The trick is to remember what Hamlet said. My first writing job involved me putting together encyclopaedic entries about antiques. Very few seventeen-year-old boys have a natural interest in antiques. I was not one of them. But after completing only a few of these entries, I realised that antiques weren’t just antiques. The process of intaglio, for example, has much to do with Walter Benjamin’s arguments in The Age of Mechanical Reproduction, while the term “campaign furniture” (the subject of my very first entry) draws for its etymology a long process of utilitarian evolution going right back to Julius Caesar’s ill-fated invasion of the British Isles. I was writing about so many more things than just old jugs, and while younger more nubile ones might have commanded greater attention, it didn’t matter, because antiques weren’t boring. Once you realise everything is tied to everything else, you can write about anything with passion and vigour.
Writing helps you understand. Unlike most journalists or professional writers, I don’t have a particular area of expertise which I’m most comfortable with. If anything, my area of expertise is my writing – and I’ve not particularly exemplary in that regard. But I can only write effectively about something if I understand it – and not just the superficial “A does B and B does C and therefore impending apocalypse” understanding, but the sort which tries to really get what’s going on and what’s at stake and exactly how a bunch of wires can enable some cute-looking cone of expensive hardware to single-handedly (-wiredly?) arrest a 12,000-mile-per-hour descent and plonk itself down in a crater on a red and dusty and entirely alien world.

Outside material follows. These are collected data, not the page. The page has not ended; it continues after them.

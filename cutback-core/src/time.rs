//! Date span tracking and whole-month arithmetic.

use chrono::{Datelike, NaiveDate};
use serde::{Deserialize, Serialize};

use crate::error::{CoreError, CoreResult};

/// Whole months between two dates, ignoring the day of month.
///
/// Jan 31 to Feb 1 is one month; any two dates in the same month are zero.
/// Callers must pass (earliest, latest) to get a non-negative result.
pub fn months_between(earliest: NaiveDate, latest: NaiveDate) -> i32 {
    (latest.year() - earliest.year()) * 12 + (latest.month() as i32 - earliest.month() as i32)
}

/// Earliest and latest transaction dates seen so far
#[derive(Debug, Clone, Copy, PartialEq, Eq, Serialize, Deserialize)]
pub struct DateSpan {
    pub earliest: NaiveDate,
    pub latest: NaiveDate,
}

impl DateSpan {
    /// Span covering a single date
    pub fn at(date: NaiveDate) -> Self {
        Self {
            earliest: date,
            latest: date,
        }
    }

    /// Widen the span to include `date`
    pub fn include(&mut self, date: NaiveDate) {
        self.earliest = self.earliest.min(date);
        self.latest = self.latest.max(date);
    }

    pub fn months(&self) -> i32 {
        months_between(self.earliest, self.latest)
    }

    /// Month count usable as a divisor, or `DegenerateSpan`
    pub fn divisor_months(&self) -> CoreResult<u32> {
        let months = self.months();
        if months <= 0 {
            return Err(CoreError::DegenerateSpan {
                earliest: self.earliest,
                latest: self.latest,
                months,
            });
        }
        Ok(months as u32)
    }
}
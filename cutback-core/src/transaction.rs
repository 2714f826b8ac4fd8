//! Transaction and keyword dictionary types

use chrono::NaiveDate;
use rust_decimal::Decimal;
use serde::{Deserialize, Serialize};

/// A single dated spend or credit, as read from a statement
#[derive(Debug, Clone, Serialize, Deserialize, PartialEq)]
pub struct Transaction {
    date: NaiveDate,
    description: String,
    /// Positive = spend, negative = credit/refund
    amount: Decimal,
}

impl Transaction {
    /// Create a new Transaction
    pub fn new(date: NaiveDate, description: impl Into<String>, amount: Decimal) -> Self {
        Self {
            date,
            description: description.into(),
            amount,
        }
    }

    pub fn date(&self) -> NaiveDate {
        self.date
    }

    pub fn description(&self) -> &str {
        &self.description
    }

    pub fn amount(&self) -> Decimal {
        self.amount
    }
}

/// Ordered list of known store/purchase keywords.
///
/// Order is the tie-break between overlapping keywords: the categorizer
/// returns the first entry contained in a description.
#[derive(Debug, Clone, Default, PartialEq, Eq, Serialize, Deserialize)]
pub struct Dictionary {
    keywords: Vec<String>,
}

impl Dictionary {
    /// Build a dictionary, dropping empty keywords.
    ///
    /// An empty keyword is contained in every description and would shadow
    /// everything after it.
    pub fn new<I, S>(keywords: I) -> Self
    where
        I: IntoIterator<Item = S>,
        S: Into<String>,
    {
        Self {
            keywords: keywords
                .into_iter()
                .map(Into::into)
                .filter(|k| !k.is_empty())
                .collect(),
        }
    }

    pub fn keywords(&self) -> &[String] {
        &self.keywords
    }

    pub fn iter(&self) -> impl Iterator<Item = &str> {
        self.keywords.iter().map(String::as_str)
    }

    pub fn len(&self) -> usize {
        self.keywords.len()
    }

    pub fn is_empty(&self) -> bool {
        self.keywords.is_empty()
    }
}

impl<S: Into<String>> FromIterator<S> for Dictionary {
    fn from_iter<I: IntoIterator<Item = S>>(iter: I) -> Self {
        Self::new(iter)
    }
}
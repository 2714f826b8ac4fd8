//! cutback-advice: turns a sampled recommendation into monthly savings advice

pub mod advice;
pub mod fmt;
pub mod render;

pub use advice::{Advice, AdviceLine, EssentialLine, DEFAULT_HORIZON_MONTHS};
pub use render::{render_json, render_text};
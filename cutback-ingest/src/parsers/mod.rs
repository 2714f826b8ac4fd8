//! Statement parsers producing core `Transaction`s.

pub mod plain_csv;
//! cutback-core: categorization, aggregation, ranking and reservoir sampling
//! of spending categories

pub mod aggregate;
pub mod categorizer;
pub mod config;
pub mod error;
pub mod pipeline;
pub mod pool;
pub mod rank;
pub mod reservoir;
pub mod time;
pub mod transaction;

pub use aggregate::{aggregate, Aggregation, Aggregator, CategoryTotals};
pub use categorizer::{categorize, matching_keyword};
pub use config::RecommendConfig;
pub use error::{CoreError, CoreResult};
pub use pipeline::{Recommendation, Recommender};
pub use pool::{select_pool, Pool};
pub use rank::{rank, RankedCategory, RankedList};
pub use reservoir::{IndexSource, ReservoirSampler};
pub use time::{months_between, DateSpan};
pub use transaction::{Dictionary, Transaction};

So I talk to people who do understand. I ask them questions, and read their books, and follow them around, and do my darnedest to gain a smidgen of the understanding which they possess. Terrifying? Yes. Boring? Never. And it also works for academic essays (understanding a concept), job applications (understanding a business), and longform fiction (understanding a life which is not your own). Too often boring is a synonym for incomprehensible. Too rarely is writing a synonym for learning.
I have trouble with repetition, though. Even the most interesting subject in the world gets dull once you’ve written about it more times than there are rings in Olympic iconography (which, if you’re having trouble counting, is still a single-digit figure). I treat these occasions like weightlifting – painful, and potentially sweaty. But just like a body-builder, I know that “doing reps” is a necessary part of my development. Repetition ensures the understanding you’ve gained doesn’t disappear. It renders you more fluent in what you’re writing on, either by dint of familiarity with your subject matter or the ability to present it to different sorts of people. It gives you the chance to improve your writing technique by strengthening old things or trying new ones.
My pectorals are not much bigger than when I was a seventeen-year-old. But that’s not what my daily work-outs seek to do. They help me write about a world where ab can be a preposition, a testing framework for start-ups, or a latitudinal core strength indicator of which I currently possess approximately 1.07. There’s nothing boring about that.